- Work order
Using the data that follows, give the number of lines where the string "unwrap" occurs, and nothing else.

- Data for processing
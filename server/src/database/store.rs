//! The credential store seam.
//!
//! The authorization engine only talks to persistence through
//! [`CredentialStore`]. Implementations must make flag reads and writes for
//! one user linearizable; the engine holds no state of its own.

use std::time::Duration;

use async_trait::async_trait;
use shared::types::User;
use thiserror::Error;

/// How `lookup_by_credential` compares the presented secret. A verifier is
/// never accepted where a plaintext password is expected, nor the reverse.
#[derive(Debug, Clone, Copy, PartialEq, Eq)]
pub enum CredentialMode {
    /// A user-typed password: hash it and check against the stored verifier.
    Plaintext,
    /// A verifier previously handed out inside a token: compare as-is.
    Verifier,
}

#[derive(Debug, Error)]
pub enum StoreError {
    /// No such user, or the credential did not match. Never split these.
    #[error("not found")]
    NotFound,

    #[error("conflict: {0}")]
    Conflict(String),

    #[error("database error: {0}")]
    Database(#[from] sqlx::Error),

    #[error("password hashing failed: {0}")]
    Hashing(String),

    #[error("store call timed out after {0:?}")]
    Timeout(Duration),
}

#[async_trait]
pub trait CredentialStore: Send + Sync {
    async fn lookup_by_credential(
        &self,
        name: &str,
        secret: &str,
        mode: CredentialMode,
    ) -> Result<User, StoreError>;

    /// Create a user and mark it logged in, atomically.
    async fn create(&self, name: &str, password: &str, email: &str) -> Result<User, StoreError>;

    async fn get_login_flag(&self, user_id: &str) -> Result<bool, StoreError>;

    async fn set_login_flag(&self, user_id: &str, value: bool) -> Result<(), StoreError>;
}
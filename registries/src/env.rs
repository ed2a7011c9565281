//! Environment access for configuration lookups.

use std::collections::HashMap;

/// Source of environment variables.
///
/// Resolution code reads variables through this trait so that callers can
/// vary the environment per call without mutating process globals.
pub trait Environment {
    /// Get the value of `key`, or `None` when it is unset.
    ///
    /// An empty value is returned as `Some("")`.
    fn var(&self, key: &str) -> Option<String>;
}

impl<E> Environment for &E
where
    E: Environment + ?Sized,
{
    fn var(&self, key: &str) -> Option<String> {
        (**self).var(key)
    }
}

/// The environment of the running process.
///
/// Values which are not valid unicode are treated as unset.
#[derive(Debug, Clone, Copy, Default)]
pub struct ProcessEnvironment;

impl Environment for ProcessEnvironment {
    fn var(&self, key: &str) -> Option<String> {
        std::env::var(key).ok()
    }
}

/// A fixed, in-memory environment.
#[derive(Debug, Clone, Default)]
pub struct StaticEnvironment {
    vars: HashMap<String, String>,
}

impl StaticEnvironment {
    /// Create an empty environment.
    pub fn new() -> Self {
        Self::default()
    }

    /// Set `key` to `value`.
    pub fn with(mut self, key: impl Into<String>, value: impl Into<String>) -> Self {
        self.vars.insert(key.into(), value.into());
        self
    }

    /// Remove `key`.
    pub fn without(mut self, key: &str) -> Self {
        self.vars.remove(key);
        self
    }
}

impl Environment for StaticEnvironment {
    fn var(&self, key: &str) -> Option<String> {
        self.vars.get(key).cloned()
    }
}

impl<K, V> FromIterator<(K, V)> for StaticEnvironment
where
    K: Into<String>,
    V: Into<String>,
{
    fn from_iter<T: IntoIterator<Item = (K, V)>>(iter: T) -> Self {
        Self {
            vars: iter
                .into_iter()
                .map(|(k, v)| (k.into(), v.into()))
                .collect(),
        }
    }
}
//! Error types for registry queries

use crate::reference::ReferenceError;

/// Boxed cause from a configuration parser.
pub type BoxError = Box<dyn std::error::Error + Send + Sync + 'static>;

/// Result type for registry queries
pub type RegistriesResult<T> = Result<T, RegistriesError>;

/// Error types for registry queries
#[derive(Debug, thiserror::Error)]
pub enum RegistriesError {
    /// The registries configuration could not be read or parsed
    #[error("unable to parse the registries.conf file")]
    ConfigParse(#[source] BoxError),

    /// The image is not a valid reference
    #[error("invalid image reference: {0}")]
    InvalidReference(#[from] ReferenceError),

    /// The image parsed, but has no repository name to take a domain from
    #[error("image reference has no repository name: {0}")]
    UnnamedReference(String),
}

impl RegistriesError {
    /// Wrap a configuration parser failure.
    pub fn config_parse<E>(error: E) -> Self
    where
        E: std::error::Error + Send + Sync + 'static,
    {
        RegistriesError::ConfigParse(Box::new(error))
    }
}
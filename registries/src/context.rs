//! Options passed to the configuration parser.

use camino::{Utf8Path, Utf8PathBuf};

/// Context for registries configuration lookups.
#[derive(Debug, Clone, Default, PartialEq, Eq)]
pub struct SystemContext {
    system_registries_conf_path: Option<Utf8PathBuf>,
}

impl SystemContext {
    /// Context using the parser's built-in default path.
    pub fn new() -> Self {
        Self::default()
    }

    /// Build a context from a resolved path, where the empty string means no
    /// override.
    pub fn from_resolved(path: impl Into<String>) -> Self {
        let path = path.into();
        Self {
            system_registries_conf_path: (!path.is_empty()).then(|| path.into()),
        }
    }

    /// Override the registries configuration file.
    pub fn with_registries_conf_path(mut self, path: impl Into<Utf8PathBuf>) -> Self {
        self.system_registries_conf_path = Some(path.into());
        self
    }

    /// The configuration file override, if any.
    pub fn registries_conf_path(&self) -> Option<&Utf8Path> {
        self.system_registries_conf_path.as_deref()
    }
}

#[cfg(test)]
mod tests {
    use super::*;

    #[test]
    fn empty_resolved_path_is_no_override() {
        assert_eq!(SystemContext::from_resolved(""), SystemContext::new());
        assert_eq!(SystemContext::from_resolved("").registries_conf_path(), None);
    }

    #[test]
    fn resolved_path_is_override() {
        let context = SystemContext::from_resolved("/etc/custom.conf");
        assert_eq!(
            context.registries_conf_path(),
            Some(Utf8Path::new("/etc/custom.conf"))
        );
    }
}
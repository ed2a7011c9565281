//! Image reference parsing.
//!
//! Follows the docker distribution grammar:
//!
//! ```text
//! reference := name [ ":" tag ] [ "@" digest ]
//! name      := [ domain "/" ] path-component [ "/" path-component ]*
//! domain    := domain-component [ "." domain-component ]* [ ":" port ]
//! ```
//!
//! References are not normalized. A name without a domain keeps an empty
//! domain rather than being rewritten to a default registry, so
//! `busybox` has domain `""` and `library/busybox` has domain `library`.

use std::fmt;
use std::str::FromStr;
use std::sync::LazyLock;

use regex::Regex;

/// Longest permitted name, including the domain.
pub const NAME_TOTAL_LENGTH_MAX: usize = 255;

const PATH_COMPONENT: &str = r"[a-z0-9]+(?:(?:[._]|__|[-]*)[a-z0-9]+)*";
const DOMAIN: &str = r"(?:[a-zA-Z0-9]|[a-zA-Z0-9][a-zA-Z0-9-]*[a-zA-Z0-9])(?:\.(?:[a-zA-Z0-9]|[a-zA-Z0-9][a-zA-Z0-9-]*[a-zA-Z0-9]))*(?::[0-9]+)?";
const TAG: &str = r"[A-Za-z0-9_][A-Za-z0-9_.-]{0,127}";
const DIGEST: &str = r"[A-Za-z][A-Za-z0-9]*(?:[-_+.][A-Za-z][A-Za-z0-9]*)*:[[:xdigit:]]{32,}";

static REFERENCE: LazyLock<Regex> = LazyLock::new(|| {
    let name = format!("(?:{DOMAIN}/)?{PATH_COMPONENT}(?:/{PATH_COMPONENT})*");
    Regex::new(&format!("^({name})(?::({TAG}))?(?:@({DIGEST}))?$"))
        .expect("reference pattern is valid")
});

static ANCHORED_NAME: LazyLock<Regex> = LazyLock::new(|| {
    Regex::new(&format!(
        "^(?:({DOMAIN})/)?({PATH_COMPONENT}(?:/{PATH_COMPONENT})*)$"
    ))
    .expect("name pattern is valid")
});

static IDENTIFIER: LazyLock<Regex> =
    LazyLock::new(|| Regex::new("^[a-f0-9]{64}$").expect("identifier pattern is valid"));

/// Reasons an image reference fails to parse.
#[derive(Debug, Clone, PartialEq, Eq, thiserror::Error)]
pub enum ReferenceError {
    /// The reference has no repository name.
    #[error("repository name must have at least one component")]
    NameEmpty,

    /// The repository name has upper case characters.
    #[error("repository name must be lowercase")]
    NameContainsUppercase,

    /// The reference does not match the grammar.
    #[error("invalid reference format")]
    InvalidFormat,

    /// The repository name is longer than [`NAME_TOTAL_LENGTH_MAX`].
    #[error("repository name must not be more than 255 characters")]
    NameTooLong,

    /// The digest is not `algorithm:hex`.
    #[error("invalid checksum digest format")]
    DigestInvalidFormat,

    /// The digest's hex part has the wrong length for its algorithm.
    #[error("invalid checksum digest length")]
    DigestInvalidLength,

    /// The digest algorithm is not known.
    #[error("unsupported digest algorithm")]
    DigestUnsupported,
}

/// A content digest such as `sha256:...`.
#[derive(Debug, Clone, PartialEq, Eq, Hash)]
pub struct Digest(String);

impl Digest {
    /// Validate `s` as a digest.
    pub fn parse(s: &str) -> Result<Self, ReferenceError> {
        let (algorithm, encoded) = s.split_once(':').ok_or(ReferenceError::DigestInvalidFormat)?;
        if algorithm.is_empty() || encoded.is_empty() {
            return Err(ReferenceError::DigestInvalidFormat);
        }

        let size = match algorithm {
            "sha256" => 64,
            "sha384" => 96,
            "sha512" => 128,
            _ => return Err(ReferenceError::DigestUnsupported),
        };

        if encoded.len() != size {
            return Err(ReferenceError::DigestInvalidLength);
        }
        if !encoded.bytes().all(|b| matches!(b, b'0'..=b'9' | b'a'..=b'f')) {
            return Err(ReferenceError::DigestInvalidFormat);
        }

        Ok(Self(s.to_owned()))
    }

    /// The algorithm part, e.g. `sha256`.
    pub fn algorithm(&self) -> &str {
        self.0.split_once(':').map_or("", |(algorithm, _)| algorithm)
    }

    /// The hex-encoded part.
    pub fn encoded(&self) -> &str {
        self.0.split_once(':').map_or("", |(_, encoded)| encoded)
    }

    /// The full digest string.
    pub fn as_str(&self) -> &str {
        &self.0
    }
}

impl fmt::Display for Digest {
    fn fmt(&self, f: &mut fmt::Formatter<'_>) -> fmt::Result {
        f.write_str(&self.0)
    }
}

#[derive(Debug, Clone, PartialEq, Eq, Hash)]
struct Repository {
    domain: String,
    path: String,
}

/// A parsed image reference.
#[derive(Debug, Clone, PartialEq, Eq, Hash)]
pub struct Reference {
    repository: Option<Repository>,
    tag: Option<String>,
    digest: Option<Digest>,
}

/// View of a reference which carries a repository name.
#[derive(Debug, Clone, Copy)]
pub struct Named<'r> {
    repository: &'r Repository,
}

impl<'r> Named<'r> {
    /// Registry domain, or `""` when the name has none.
    pub fn domain(&self) -> &'r str {
        &self.repository.domain
    }

    /// Repository path below the domain.
    pub fn path(&self) -> &'r str {
        &self.repository.path
    }

    /// The full name, `domain/path`.
    pub fn name(&self) -> String {
        if self.repository.domain.is_empty() {
            self.repository.path.clone()
        } else {
            format!("{}/{}", self.repository.domain, self.repository.path)
        }
    }
}

impl Reference {
    /// Parse a named reference.
    pub fn parse(s: &str) -> Result<Self, ReferenceError> {
        let Some(captures) = REFERENCE.captures(s) else {
            if s.is_empty() {
                return Err(ReferenceError::NameEmpty);
            }
            if REFERENCE.is_match(&s.to_lowercase()) {
                return Err(ReferenceError::NameContainsUppercase);
            }
            return Err(ReferenceError::InvalidFormat);
        };

        let name = captures.get(1).map_or("", |m| m.as_str());
        if name.len() > NAME_TOTAL_LENGTH_MAX {
            return Err(ReferenceError::NameTooLong);
        }

        let repository = match ANCHORED_NAME.captures(name) {
            Some(parts) => Repository {
                domain: parts.get(1).map_or("", |m| m.as_str()).to_owned(),
                path: parts.get(2).map_or("", |m| m.as_str()).to_owned(),
            },
            None => Repository {
                domain: String::new(),
                path: name.to_owned(),
            },
        };

        let tag = captures.get(2).map(|m| m.as_str().to_owned());
        let digest = captures.get(3).map(|m| Digest::parse(m.as_str())).transpose()?;

        Ok(Self {
            repository: Some(repository),
            tag,
            digest,
        })
    }

    /// Parse a named reference, a bare digest, or a 64 character hex image id.
    ///
    /// Digests and ids produce a reference without a name.
    pub fn parse_any(s: &str) -> Result<Self, ReferenceError> {
        if IDENTIFIER.is_match(s) {
            return Ok(Self::from_digest(Digest(format!("sha256:{s}"))));
        }
        if let Ok(digest) = Digest::parse(s) {
            return Ok(Self::from_digest(digest));
        }
        Self::parse(s)
    }

    /// A reference which is only a digest.
    pub fn from_digest(digest: Digest) -> Self {
        Self {
            repository: None,
            tag: None,
            digest: Some(digest),
        }
    }

    /// The reference's repository name, if it has one.
    pub fn named(&self) -> Option<Named<'_>> {
        self.repository
            .as_ref()
            .map(|repository| Named { repository })
    }

    /// Tag, without the leading `:`.
    pub fn tag(&self) -> Option<&str> {
        self.tag.as_deref()
    }

    /// Digest, without the leading `@`.
    pub fn digest(&self) -> Option<&Digest> {
        self.digest.as_ref()
    }
}

impl fmt::Display for Reference {
    fn fmt(&self, f: &mut fmt::Formatter<'_>) -> fmt::Result {
        match self.named() {
            Some(named) => {
                write!(f, "{}", named.name())?;
                if let Some(tag) = &self.tag {
                    write!(f, ":{tag}")?;
                }
                if let Some(digest) = &self.digest {
                    write!(f, "@{digest}")?;
                }
                Ok(())
            }
            None => match &self.digest {
                Some(digest) => write!(f, "{digest}"),
                None => Ok(()),
            },
        }
    }
}

impl FromStr for Reference {
    type Err = ReferenceError;

    fn from_str(s: &str) -> Result<Self, Self::Err> {
        Self::parse(s)
    }
}

#[cfg(test)]
mod tests {
    use super::*;

    const SHA: &str = "sha256:ffffffffffffffffffffffffffffffffffffffffffffffffffffffffffffffff";

    fn domain_and_path(s: &str) -> (String, String) {
        let reference = Reference::parse(s).unwrap();
        let named = reference.named().unwrap();
        (named.domain().to_owned(), named.path().to_owned())
    }

    #[test]
    fn full_reference() {
        let reference = Reference::parse("example.com/foo/bar:latest").unwrap();
        let named = reference.named().unwrap();
        assert_eq!(named.domain(), "example.com");
        assert_eq!(named.path(), "foo/bar");
        assert_eq!(reference.tag(), Some("latest"));
        assert_eq!(reference.digest(), None);
    }

    #[test]
    fn domains() {
        assert_eq!(domain_and_path("busybox"), ("".into(), "busybox".into()));
        assert_eq!(
            domain_and_path("library/busybox"),
            ("library".into(), "busybox".into())
        );
        assert_eq!(
            domain_and_path("localhost:5000/app"),
            ("localhost:5000".into(), "app".into())
        );
        assert_eq!(
            domain_and_path("Registry.Example.com/team/app"),
            ("Registry.Example.com".into(), "team/app".into())
        );
    }

    #[test]
    fn tag_and_digest() {
        let reference = Reference::parse(&format!("quay.io/app:v1.2@{SHA}")).unwrap();
        assert_eq!(reference.tag(), Some("v1.2"));
        assert_eq!(reference.digest().unwrap().algorithm(), "sha256");
        assert_eq!(reference.to_string(), format!("quay.io/app:v1.2@{SHA}"));
    }

    #[test]
    fn invalid_references() {
        assert_eq!(Reference::parse(""), Err(ReferenceError::NameEmpty));
        assert_eq!(
            Reference::parse("!!!not a ref!!!"),
            Err(ReferenceError::InvalidFormat)
        );
        assert_eq!(
            Reference::parse("example.com/Foo"),
            Err(ReferenceError::NameContainsUppercase)
        );
        assert_eq!(Reference::parse("foo:"), Err(ReferenceError::InvalidFormat));
        assert_eq!(Reference::parse("foo//bar"), Err(ReferenceError::InvalidFormat));
    }

    #[test]
    fn name_length_limit() {
        let name = "a".repeat(NAME_TOTAL_LENGTH_MAX);
        assert!(Reference::parse(&name).is_ok());

        let name = "a".repeat(NAME_TOTAL_LENGTH_MAX + 1);
        assert_eq!(Reference::parse(&name), Err(ReferenceError::NameTooLong));
    }

    #[test]
    fn digest_validation() {
        let short = format!("app@sha256:{}", "f".repeat(32));
        assert_eq!(
            Reference::parse(&short),
            Err(ReferenceError::DigestInvalidLength)
        );

        let unknown = format!("app@md5:{}", "f".repeat(32));
        assert_eq!(
            Reference::parse(&unknown),
            Err(ReferenceError::DigestUnsupported)
        );

        assert_eq!(
            Digest::parse(&format!("sha256:{}", "F".repeat(64))),
            Err(ReferenceError::DigestInvalidFormat)
        );
    }

    #[test]
    fn any_reference_may_be_unnamed() {
        let reference = Reference::parse_any(SHA).unwrap();
        assert!(reference.named().is_none());
        assert_eq!(reference.to_string(), SHA);

        let id = "f".repeat(64);
        let reference = Reference::parse_any(&id).unwrap();
        assert!(reference.named().is_none());
        assert_eq!(reference.digest().unwrap().encoded(), id);

        assert!(Reference::parse_any("busybox").unwrap().named().is_some());
    }
}
//! Detection of rootless (unprivileged) execution.

use crate::env::{Environment, ProcessEnvironment};

/// Set by rootless launchers once the process has been re-executed inside
/// a user namespace. Inside that namespace the effective uid is 0.
pub const USERNS_CONFIGURED_ENV: &str = "_CONTAINERS_USERNS_CONFIGURED";

/// Reports whether the current process runs without host privileges.
pub trait PrivilegeDetector {
    /// True when running in rootless mode.
    fn is_rootless(&self) -> bool;
}

impl PrivilegeDetector for bool {
    fn is_rootless(&self) -> bool {
        *self
    }
}

impl<P> PrivilegeDetector for &P
where
    P: PrivilegeDetector + ?Sized,
{
    fn is_rootless(&self) -> bool {
        (**self).is_rootless()
    }
}

/// Privilege detection for the host process.
#[derive(Debug, Clone, Default)]
pub struct HostPrivileges<E = ProcessEnvironment> {
    env: E,
}

impl HostPrivileges {
    /// Detect privileges of the running process.
    pub fn new() -> Self {
        Self::default()
    }
}

impl<E: Environment> HostPrivileges<E> {
    /// Detect privileges, reading the user namespace marker from `env`.
    pub fn with_environment(env: E) -> Self {
        Self { env }
    }

    fn userns_configured(&self) -> bool {
        self.env
            .var(USERNS_CONFIGURED_ENV)
            .is_some_and(|value| !value.is_empty())
    }
}

impl<E: Environment> PrivilegeDetector for HostPrivileges<E> {
    fn is_rootless(&self) -> bool {
        let rootless = !effective_uid_is_root() || self.userns_configured();
        tracing::trace!(rootless, "detected privilege mode");
        rootless
    }
}

#[cfg(unix)]
fn effective_uid_is_root() -> bool {
    nix::unistd::geteuid().is_root()
}

#[cfg(not(unix))]
fn effective_uid_is_root() -> bool {
    true
}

- Written solution
10